WILDLIFE, WOODS, AND WETLANDS (September, October and May)

WILDLIFE Invasive species and the food web Using a food web demonstration, students will learn how the different species in a habitat are interconnected. They will see the habitat destruction that can occur if an invasive species is introduced and learn how they can prevent and control invasive species in their area. Plants for pollinators Learn about the importance of native plants for pollinators in our area. Research from Dr. Doug Tallamy of the University of Delaware has determined that 90 percent of our native insects are specialists that feed on three or fewer families of plants. These insects rely on native plant hosts and cannot eat exotic plants that are common in our yards and local nurseries. A decline in native insects means there will be a reduction in local bird species due to not enough food to feed their young. What we plant in our yards will determine the kind of wildlife that can live in Pennsylvania in the future! Students will explore the symbiotic relationship between some plants and insects that make them their home. We will discuss the importance of planting natives and make seed balls of native plants to take home to start their own pollinator garden.

WOODS Why do we need trees? Learn the importance of trees. We need them to breathe, build homes and furniture. They are also important for animals and streams. Students will learn to identify a few species of trees and learn about pests and diseases that can affect our local tree species.
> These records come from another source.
//! Interactive dashboard: one prompt line per search.

use anyhow::Result;
use inquire::{InquireError, Text};
use weather_dash_core::{
    Action, Controller, PreferenceStore, WeatherSource, WeatherUi, fetch::Sleeper,
};

#[derive(Debug, Clone, PartialEq, Eq)]
pub enum Input {
    Action(Action),
    Quit,
}

/// `:theme` toggles, `:quit` leaves, anything else is a city.
pub fn parse_input(line: &str) -> Input {
    match line.trim() {
        ":theme" | ":t" => Input::Action(Action::ToggleTheme),
        ":quit" | ":q" | ":exit" => Input::Quit,
        city => Input::Action(Action::Search(city.to_string())),
    }
}

pub async fn run<S, W, P, U>(
    controller: &mut Controller<S, W, P, U>,
    initial_city: Option<&str>,
) -> Result<()>
where
    S: WeatherSource,
    W: Sleeper,
    P: PreferenceStore,
    U: WeatherUi,
{
    controller.on_load(initial_city).await;

    loop {
        let line = match Text::new("City:")
            .with_help_message("Enter to search, :theme to switch light/dark, :quit to leave")
            .prompt()
        {
            Ok(line) => line,
            Err(InquireError::OperationCanceled | InquireError::OperationInterrupted) => break,
            Err(err) => return Err(err.into()),
        };

        match parse_input(&line) {
            Input::Quit => break,
            Input::Action(action) => {
                tracing::debug!(?action, "Dispatching");
                controller.handle(action).await;
            }
        }
    }

    Ok(())
}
WETLAND What is a wetland? Wetlands are important parts of the landscape. They benefit people, fish and wildlife. They help improve local water quality, provide habitat for wildlife, and store floodwaters. Students will identify several wetland plants, explore wetland soil, and look for wildlife that make wetlands their home. Even when not in plain view, the animals can leave tracks behind. We will identify any clues we find!
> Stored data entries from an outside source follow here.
//! Current-weather fetch with bounded exponential backoff.
//!
//! One call to [`Fetcher::fetch`] is one invocation chain: it owns its
//! [`RetryState`], walks the [`FetchState`] machine until Success or Failed,
//! and leaves the UI showing exactly one of the results or error panel.

use anyhow::{Context, Result};
use async_trait::async_trait;
use reqwest::{Client, StatusCode, Url};
use std::{fmt::Debug, time::Duration};

use crate::{
    model::{WeatherReading, provider_error_message},
    ui::WeatherUi,
    view::render,
};

/// WeatherAPI.com current-conditions endpoint.
pub const DEFAULT_BASE_URL: &str = "https://api.weatherapi.com/v1/current.json";

/// Status and body of a completed HTTP exchange.
#[derive(Debug, Clone, PartialEq, Eq)]
pub struct RawResponse {
    pub status: StatusCode,
    pub body: String,
}

/// Where current conditions come from.
///
/// An `Err` means the request never completed (DNS, TLS, connection reset...).
#[async_trait]
pub trait WeatherSource: Send + Sync + Debug {
    async fn current(&self, city: &str) -> Result<RawResponse>;
}

/// Timed suspension between retries.
#[async_trait]
pub trait Sleeper: Send + Sync {
    async fn sleep(&self, duration: Duration);
}

#[derive(Debug, Clone, Copy, Default)]
pub struct TokioSleeper;

#[async_trait]
impl Sleeper for TokioSleeper {
    async fn sleep(&self, duration: Duration) {
        tokio::time::sleep(duration).await;
    }
}

/// `GET {base}?key=..&q=..&aqi=yes` against WeatherAPI.com.
#[derive(Debug, Clone)]
pub struct WeatherApiSource {
    api_key: String,
    base_url: String,
    http: Client,
}

impl WeatherApiSource {
    pub fn new(api_key: String, base_url: String) -> Self {
        Self { api_key, base_url, http: Client::new() }
    }

    pub fn request_url(&self, city: &str) -> Result<Url> {
        build_request_url(&self.base_url, &self.api_key, city)
    }
}

/// Query string carries the key, the percent-encoded city and the air-quality flag.
pub fn build_request_url(base_url: &str, api_key: &str, city: &str) -> Result<Url> {
    Url::parse_with_params(base_url, &[("key", api_key), ("q", city), ("aqi", "yes")])
        .with_context(|| format!("Invalid weather API base URL: {base_url}"))
}

#[async_trait]
impl WeatherSource for WeatherApiSource {
    async fn current(&self, city: &str) -> Result<RawResponse> {
        let url = self.request_url(city)?;
        tracing::debug!(city, "Requesting current weather");

        // reqwest errors quote the URL, and the URL carries the key.
        let res = self.http.get(url).send().await.map_err(reqwest::Error::without_url)?;

        let status = res.status();
        let body = res.text().await.map_err(reqwest::Error::without_url)?;

        Ok(RawResponse { status, body })
    }
}

/// Retry on `400 Bad Request` with delays of `initial_delay * 2^attempt`.
#[derive(Debug, Clone, Copy, PartialEq, Eq)]
pub struct RetryPolicy {
    pub max_retries: u32,
    pub initial_delay: Duration,
}

impl Default for RetryPolicy {
    fn default() -> Self {
        Self { max_retries: 3, initial_delay: Duration::from_millis(1000) }
    }
}

impl RetryPolicy {
    pub fn should_retry(&self, status: StatusCode, state: RetryState) -> bool {
        status == StatusCode::BAD_REQUEST && state.attempt < self.max_retries
    }

    /// Saturates at `Duration::MAX` for very large attempts or delays.
    pub fn delay_for(&self, state: RetryState) -> Duration {
        2u32.checked_pow(state.attempt)
            .and_then(|factor| self.initial_delay.checked_mul(factor))
            .unwrap_or(Duration::MAX)
    }
}

#[derive(Debug, Clone, Copy, Default, PartialEq, Eq)]
pub struct RetryState {
    pub attempt: u32,
}

impl RetryState {
    pub fn next(self) -> Self {
        Self { attempt: self.attempt + 1 }
    }
}

#[derive(Debug, Clone, PartialEq, Eq, thiserror::Error)]
pub enum FetchError {
    #[error("Please enter a valid city name.")]
    EmptyCity,

    #[error("Error fetching data: {message}")]
    Api { status: StatusCode, message: String },

    #[error("Network Error: {0}. Please check your connection or try again.")]
    Network(String),

    #[error("Error fetching data: unexpected response format ({0}).")]
    Decode(String),
}

#[derive(Debug)]
pub enum FetchState {
    Loading(RetryState),
    RetryWait { retry: RetryState, delay: Duration },
    Success(WeatherReading),
    Failed(FetchError),
}

#[derive(Debug, Clone)]
pub struct Fetcher<S, W = TokioSleeper> {
    source: S,
    sleeper: W,
    policy: RetryPolicy,
}

impl<S: WeatherSource> Fetcher<S, TokioSleeper> {
    pub fn new(source: S) -> Self {
        Self::with_sleeper(source, TokioSleeper)
    }
}

impl<S: WeatherSource, W: Sleeper> Fetcher<S, W> {
    pub fn with_sleeper(source: S, sleeper: W) -> Self {
        Self { source, sleeper, policy: RetryPolicy::default() }
    }

    pub fn with_policy(mut self, policy: RetryPolicy) -> Self {
        self.policy = policy;
        self
    }

    pub fn source(&self) -> &S {
        &self.source
    }

    pub fn sleeper(&self) -> &W {
        &self.sleeper
    }

    /// Fetch `city` and drive `ui` to either the results or the error panel.
    ///
    /// Returned errors have already been shown; they are terminal to this
    /// invocation only.
    pub async fn fetch<U: WeatherUi + ?Sized>(
        &self,
        city: &str,
        ui: &mut U,
    ) -> Result<WeatherReading, FetchError> {
        let mut state = FetchState::Loading(RetryState::default());

        loop {
            state = match state {
                FetchState::Loading(retry) => {
                    ui.hide_results();
                    ui.hide_error();
                    ui.show_loading();

                    if city.is_empty() {
                        FetchState::Failed(FetchError::EmptyCity)
                    } else {
                        self.request(city, retry).await
                    }
                }
                FetchState::RetryWait { retry, delay } => {
                    self.sleeper.sleep(delay).await;
                    FetchState::Loading(retry.next())
                }
                FetchState::Success(reading) => {
                    render(&reading, ui);
                    ui.hide_loading();
                    return Ok(reading);
                }
                FetchState::Failed(err) => {
                    ui.hide_loading();
                    ui.show_error(&err.to_string());
                    return Err(err);
                }
            };
        }
    }

    async fn request(&self, city: &str, retry: RetryState) -> FetchState {
        let res = match self.source.current(city).await {
            Ok(res) => res,
            Err(err) => {
                tracing::error!(city, error = %format!("{err:#}"), "Fetch error");
                return FetchState::Failed(FetchError::Network(format!("{err:#}")));
            }
        };

        if res.status.is_success() {
            return match WeatherReading::from_json(&res.body) {
                Ok(reading) => FetchState::Success(reading),
                Err(err) => FetchState::Failed(FetchError::Decode(format!("{err:#}"))),
            };
        }

        if self.policy.should_retry(res.status, retry) {
            let delay = self.policy.delay_for(retry);
            tracing::warn!(
                attempt = retry.attempt + 1,
                status = res.status.as_u16(),
                delay_ms = delay.as_millis() as u64,
                "Attempt failed, retrying"
            );
            return FetchState::RetryWait { retry, delay };
        }

        let message = provider_error_message(&res.body)
            .unwrap_or_else(|| format!("Error {}.", res.status.as_u16()));

        FetchState::Failed(FetchError::Api { status: res.status, message })
    }
}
TURTLE TALK! (May and June)

Turtles are awesome reptiles. Students will learn the difference between turtles and tortoises with help from our non-native friend Franklin the tortoise. We will learn about and explore the habitat of different species of turtles in Pennsylvania, such as the Common Snapping Turtle, Eastern Box Turtle, and Wood Turtle to name a few. You can help the turtles that call Pennsylvania home by protecting their homes from habitat destruction, helping turtles cross the road safely, and when you see a turtle take a picture, don’t pick it up!